Albatross

The Giant

Albatross

An albatross is the grandest living flying machine on Earth. An albatross is bone, feathers, muscle, and the wind. An albatross is an art deco bird, striking of pattern, clean of line, epic in travels, heroically faithful. A parent albatross may fly more than 10,000 miles (16,000 kilometers) to deliver one meal to its chick. Wielding the longest wings in nature—up to eleven and a half feet (3.5 meters)—albatrosses can glide hundreds of miles without flapping, crossing ocean basins, circumnavigating the globe. A 50-year-old albatross has flown, at least, 3.7 million miles (6 million kilometers). The places of albatrosses are beyond the inhabited limits of humanity, on spare, elemental islands that feel like the center of a water bound planet. Yet humans touch them in all their haunts. As a result, almost all albatross populations have declined significantly in recent decades. When its season for courtship many of the birds return to the land for the first time may be after four or five years at sea. A bird’s choice of mate largely determines whether its chick survives.

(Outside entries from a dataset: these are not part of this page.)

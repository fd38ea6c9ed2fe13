//! Library-size and length-bias normalization
//!
//! Size factors come from the median-of-ratios method. When gene-level
//! average transcript lengths are available from quantification import, a
//! full gene-by-sample normalization factor matrix is built instead, which
//! folds per-sample length bias into the same multiplicative offset.

use ndarray::{Array1, Array2, ArrayView2, Axis};

use crate::data::DgeDataSet;
use crate::error::{PipelineError, Result};
use crate::stats::median;

/// Multiplicative offsets applied to expected counts during model fitting
#[derive(Debug, Clone)]
pub enum Normalization {
    /// One factor per sample
    SizeFactors(Array1<f64>),
    /// One factor per gene per sample (length-aware)
    Factors(Array2<f64>),
}

impl Normalization {
    /// Estimate offsets for a dataset, preferring the length-aware pathway
    /// when the dataset carries effective lengths.
    pub fn estimate(dataset: &DgeDataSet) -> Result<Self> {
        match dataset.lengths() {
            Some(lengths) => {
                let nf = length_normalization_factors(dataset.counts().counts(), lengths.view())?;
                Ok(Normalization::Factors(nf))
            }
            None => {
                let sf = median_of_ratios(dataset.counts().counts())?;
                log::info!(
                    "Size factors: [{}]",
                    sf.iter()
                        .map(|x| format!("{:.4}", x))
                        .collect::<Vec<_>>()
                        .join(", ")
                );
                Ok(Normalization::SizeFactors(sf))
            }
        }
    }

    pub fn n_samples(&self) -> usize {
        match self {
            Normalization::SizeFactors(sf) => sf.len(),
            Normalization::Factors(nf) => nf.ncols(),
        }
    }

    /// Offsets for one gene, in sample order
    pub fn gene_offsets(&self, gene_idx: usize) -> Array1<f64> {
        match self {
            Normalization::SizeFactors(sf) => sf.clone(),
            Normalization::Factors(nf) => nf.row(gene_idx).to_owned(),
        }
    }

    /// Counts divided by their offsets
    pub fn normalized_counts(&self, counts: ArrayView2<f64>) -> Array2<f64> {
        let mut normalized = counts.to_owned();
        match self {
            Normalization::SizeFactors(sf) => {
                for (j, &s) in sf.iter().enumerate() {
                    normalized.column_mut(j).mapv_inplace(|x| x / s);
                }
            }
            Normalization::Factors(nf) => {
                normalized.zip_mut_with(nf, |x, &f| *x /= f);
            }
        }
        normalized
    }
}

/// Median-of-ratios size factors. Geometric means are taken over genes with
/// all-positive counts; each sample's factor is the median ratio of its
/// counts to those means.
pub fn median_of_ratios(counts: ArrayView2<f64>) -> Result<Array1<f64>> {
    let (n_genes, n_samples) = counts.dim();
    if n_genes == 0 || n_samples == 0 {
        return Err(PipelineError::EmptyData {
            reason: "count matrix is empty".to_string(),
        });
    }

    let mut geo_means = Vec::with_capacity(n_genes);
    let mut valid_genes = Vec::new();
    for (i, row) in counts.axis_iter(Axis(0)).enumerate() {
        if row.iter().all(|&x| x > 0.0) {
            let log_sum: f64 = row.iter().map(|&x| x.ln()).sum();
            geo_means.push((log_sum / n_samples as f64).exp());
            valid_genes.push(i);
        }
    }

    if valid_genes.is_empty() {
        return Err(PipelineError::SizeFactorFailed {
            reason: "no genes with all non-zero counts".to_string(),
        });
    }

    let mut size_factors = Array1::zeros(n_samples);
    for j in 0..n_samples {
        let ratios: Vec<f64> = valid_genes
            .iter()
            .zip(geo_means.iter())
            .filter_map(|(&i, &geo_mean)| {
                let count = counts[[i, j]];
                if count > 0.0 && geo_mean > 0.0 {
                    Some(count / geo_mean)
                } else {
                    None
                }
            })
            .collect();

        if ratios.is_empty() {
            return Err(PipelineError::SizeFactorFailed {
                reason: format!("no valid count/reference ratios for sample {}", j),
            });
        }
        size_factors[j] = median(&ratios);
    }

    if size_factors.iter().any(|&x| x <= 0.0 || !x.is_finite()) {
        return Err(PipelineError::SizeFactorFailed {
            reason: "non-positive or non-finite size factor".to_string(),
        });
    }

    Ok(size_factors)
}

/// Build a gene-by-sample normalization factor matrix from average
/// transcript effective lengths.
///
/// Lengths are first centered per gene by their geometric mean, size factors
/// are then estimated from the length-corrected counts, and the product is
/// re-centered per gene so each row of the result has geometric mean 1.
pub fn length_normalization_factors(
    counts: ArrayView2<f64>,
    lengths: ArrayView2<f64>,
) -> Result<Array2<f64>> {
    let (n_genes, n_samples) = counts.dim();
    if lengths.dim() != (n_genes, n_samples) {
        return Err(PipelineError::DimensionMismatch {
            expected: format!("{}x{} length matrix", n_genes, n_samples),
            got: format!("{}x{}", lengths.nrows(), lengths.ncols()),
        });
    }

    let mut norm_matrix = Array2::zeros((n_genes, n_samples));
    for i in 0..n_genes {
        let row = lengths.row(i);
        let log_mean = row.iter().map(|&x| x.ln()).sum::<f64>() / n_samples as f64;
        let center = log_mean.exp();
        for j in 0..n_samples {
            norm_matrix[[i, j]] = lengths[[i, j]] / center;
        }
    }

    // Size factors on the length-corrected counts
    let mut corrected = counts.to_owned();
    corrected.zip_mut_with(&norm_matrix, |x, &nm| *x /= nm);
    let size_factors = median_of_ratios(corrected.view())?;
    log::info!(
        "Size factors (length-corrected): [{}]",
        size_factors
            .iter()
            .map(|x| format!("{:.4}", x))
            .collect::<Vec<_>>()
            .join(", ")
    );

    let mut factors = norm_matrix;
    for j in 0..n_samples {
        factors.column_mut(j).mapv_inplace(|x| x * size_factors[j]);
    }

    // Re-center each gene's factors at geometric mean 1
    for mut row in factors.axis_iter_mut(Axis(0)) {
        let log_mean = row.iter().map(|&x| x.ln()).sum::<f64>() / n_samples as f64;
        let center = log_mean.exp();
        row.mapv_inplace(|x| x / center);
    }

    if factors.iter().any(|&x| x <= 0.0 || !x.is_finite()) {
        return Err(PipelineError::SizeFactorFailed {
            reason: "non-positive or non-finite normalization factor".to_string(),
        });
    }

    Ok(factors)
}

#[cfg(test)]
mod tests {
    use super::*;
    use ndarray::array;

    fn depth_counts() -> Array2<f64> {
        array![
            [100.0, 200.0, 80.0, 160.0],
            [500.0, 1000.0, 400.0, 800.0],
            [50.0, 100.0, 40.0, 80.0],
            [200.0, 400.0, 160.0, 320.0]
        ]
    }

    #[test]
    fn test_size_factors_track_depth() {
        let counts = depth_counts();
        let sf = median_of_ratios(counts.view()).unwrap();
        assert_eq!(sf.len(), 4);
        assert!(sf.iter().all(|&x| x > 0.0));
        // Sample 2 has twice the depth of sample 1
        assert!((sf[1] / sf[0] - 2.0).abs() < 0.1);
    }

    #[test]
    fn test_normalized_counts_equalize_depth() {
        let counts = depth_counts();
        let sf = median_of_ratios(counts.view()).unwrap();
        let norm = Normalization::SizeFactors(sf);
        let normalized = norm.normalized_counts(counts.view());

        let row: Vec<f64> = normalized.row(0).to_vec();
        let mean = row.iter().sum::<f64>() / 4.0;
        for val in row {
            assert!((val - mean).abs() / mean < 0.1);
        }
    }

    #[test]
    fn test_length_factors_row_centered() {
        let counts = depth_counts();
        let lengths = array![
            [900.0, 950.0, 920.0, 880.0],
            [1800.0, 1750.0, 1900.0, 1850.0],
            [400.0, 410.0, 390.0, 405.0],
            [1200.0, 1150.0, 1250.0, 1220.0]
        ];
        let nf = length_normalization_factors(counts.view(), lengths.view()).unwrap();
        assert_eq!(nf.dim(), (4, 4));

        for row in nf.axis_iter(Axis(0)) {
            let log_mean = row.iter().map(|&x| x.ln()).sum::<f64>() / 4.0;
            assert!(log_mean.abs() < 1e-10, "row geometric mean should be 1");
        }
    }

    #[test]
    fn test_all_zero_overlap_fails() {
        let counts = array![[0.0, 5.0], [3.0, 0.0]];
        assert!(median_of_ratios(counts.view()).is_err());
    }
}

Raising a chick requires both parents, so courtship often spans two years. Those in advanced courtship sit long intervals in close contact, tenderly preening each other’s heads and necks. This reinforces reliability and mutual care. Thus they begin a lifelong bond that will keep the wheel of life in motion. While flying one can hardly see any flapping of wings. Wind powers this mass-transit system. Many hurtle downwind; those going upwind weave into the air currents, catching the crosswind and sailing upward with their bellies windward, then turning downward into the breeze. Masterfully playing these two great forces of wind and gravity, they make near-effortless progress.